Going through a divorce can be difficult, especially if there are kids involved. Experts say to seek out professional help, not base your decision on what people may think, and to do what’s going to make you a better version of yourself.
“Think about how every individual person is unique — our life experiences, our family, our friends shape who we are as a human being,” says Joey Thompson, licensed clinical social worker and co-founder of Designing Transitions. “It’s never the same for two people. The difference primarily between making the marriage decision versus the divorce decision is the divorce is going to be a negative impact in a lot more aspects of your life than the marriage would be.”
Thompson says when you go through a divorce, whether you have children or not, you still have families together, friends together and a financial support system together. You’re still dividing everything. Most people like to try and minimize that disruption for themselves and everybody else.
What becomes overwhelming is making all those critical decisions while in crisis mode. Crisis mode is what happens when we feel an overwhelming burden of consequences from one decision. Whether you stay married or get divorced, that affects every aspect of your life.
If you’re unsure of what the next step should be, don’t be afraid to seek help.
“If you truly don’t know, then ask,” Thompson says. “Go to a marriage counselor, talk to a financial person, seek out those people who aren’t in crisis mode that can objectively look at your situation. The more prepared you are, the better it’s going to be for everybody. So just up and leaving in the middle of the night and saying ‘I want a divorce’ and then living separately and going and filing at a later date is going to be one of the least effective, if you’re looking at overall happiness, care and sustainability.”
Mediation is an option.
“Honestly, the biggest thing is it saves you money,” says Lori England, mediator with Designing Transitions. “Mediation allows the two participants to really control their destiny, how they want things to be worked out, rather than have a judge decide the fate of the children or the fate of the financial assets. It actually puts the power back in the couple’s hands.”
The fear of what everyone will think is a struggle for some.

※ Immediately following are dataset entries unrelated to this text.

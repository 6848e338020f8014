//! Analysis: Reproducible ε Sweeps against Analytic Boundaries
//!
//! Thin pipeline layer over the engine and metrics: scan the coupling ε at
//! fixed μ, measure the time-averaged dispersion, escape activity and a
//! numerical synchronization marker, and bundle the analytic boundary lines
//! for comparison. Output formatting (CSV, figures) is left to callers.

mod sweep;

pub use sweep::{scan_eps, theory_boundaries, ScanParams, ScanResult, TheoryBoundaries};
//! Error taxonomy for the coupled-map crate.
//!
//! Three families, all synchronous and raised at the offending call:
//! configuration errors (bad `Config` parameters), domain errors (operations
//! that require the bistable regime), and usage errors (contract violations
//! such as stepping an uninitialized system). A failing call never leaves
//! partially mutated state behind.

use thiserror::Error;

/// Errors produced by maps, boundaries, engine and metrics.
#[derive(Debug, Clone, Copy, PartialEq, Error)]
pub enum GcmError {
    /// System size N must be at least 1.
    #[error("system size must be positive")]
    ZeroSize,

    /// Global coupling must be a finite real.
    #[error("coupling eps must be finite, got {0}")]
    NonFiniteCoupling(f64),

    /// Local map parameter must be a finite real.
    #[error("mu must be finite, got {0}")]
    NonFiniteMu(f64),

    /// |mu| below 1e-15; several formulas divide by mu.
    #[error("mu must not be (numerically) zero; boundary formulas divide by mu")]
    ZeroMu,

    /// Operation requires the bistable regime 1 < |mu| < 2.
    #[error("bistable regime requires 1 < |mu| < 2, got mu = {0}")]
    OutsideBistableRegime(f64),

    /// `step`/`run` called before any initialization.
    #[error("state is uninitialized; call init() before stepping")]
    Uninitialized,

    /// `run` requires a positive number of steps.
    #[error("total_steps must be positive")]
    ZeroSteps,

    /// With trajectory tracking, discard must lie in [0, total_steps - 1].
    #[error("discard must lie in [0, {total_steps} - 1] when tracking, got {discard}")]
    DiscardOutOfRange { discard: usize, total_steps: usize },

    /// Output buffer does not match the input length.
    #[error("buffer length mismatch: expected {expected}, got {got}")]
    BufferLenMismatch { expected: usize, got: usize },

    /// Spin series must contain at least one time row and one site column.
    #[error("spin series must be non-empty, got {rows} rows x {cols} cols")]
    EmptySpinSeries { rows: usize, cols: usize },
}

“We look on an individual level,” Thompson says. “If I was just working with that person, we would look at those values and try to write them in priority. So if you’re in an unhealthy relationship, that usually means that person isn’t allowed to be healthy. If you have children, are you setting the example that you want? If your family knew what you were going through, would they still want you to stick with it? Which decision is going to make you the best version of yourself?”
She says that some people choose to suffer through divorce alone. Kids struggle alone because they see their parents struggling, so they don’t burden them. Parents struggle alone because they don’t want to burden their friends or their children. A lot of times, therapy is helpful because of that outside perspective and the confidentiality can allow those feelings to be expressed.
The best thing friends and family of the divorcing couple can do is be there for them.
“For the most part, let them know you care. You can do it through showing them. Tell them, ‘I care about you.’ Tell them, ‘I care about what you’re going through. I will listen. If you need something, tell me.’ Ask them questions,” Thompson says.
She says it’s also important for those involved in a divorce to take care of their personal needs.
“The other part of that is when you’re in that survival mode, we tend to hoard everything. We socially isolate because it’s too much,” Thompson says. “We’re still human, we need those basic functions. We need to sleep. We need to eat. You have to take care of yourself and focus on the things you can control.”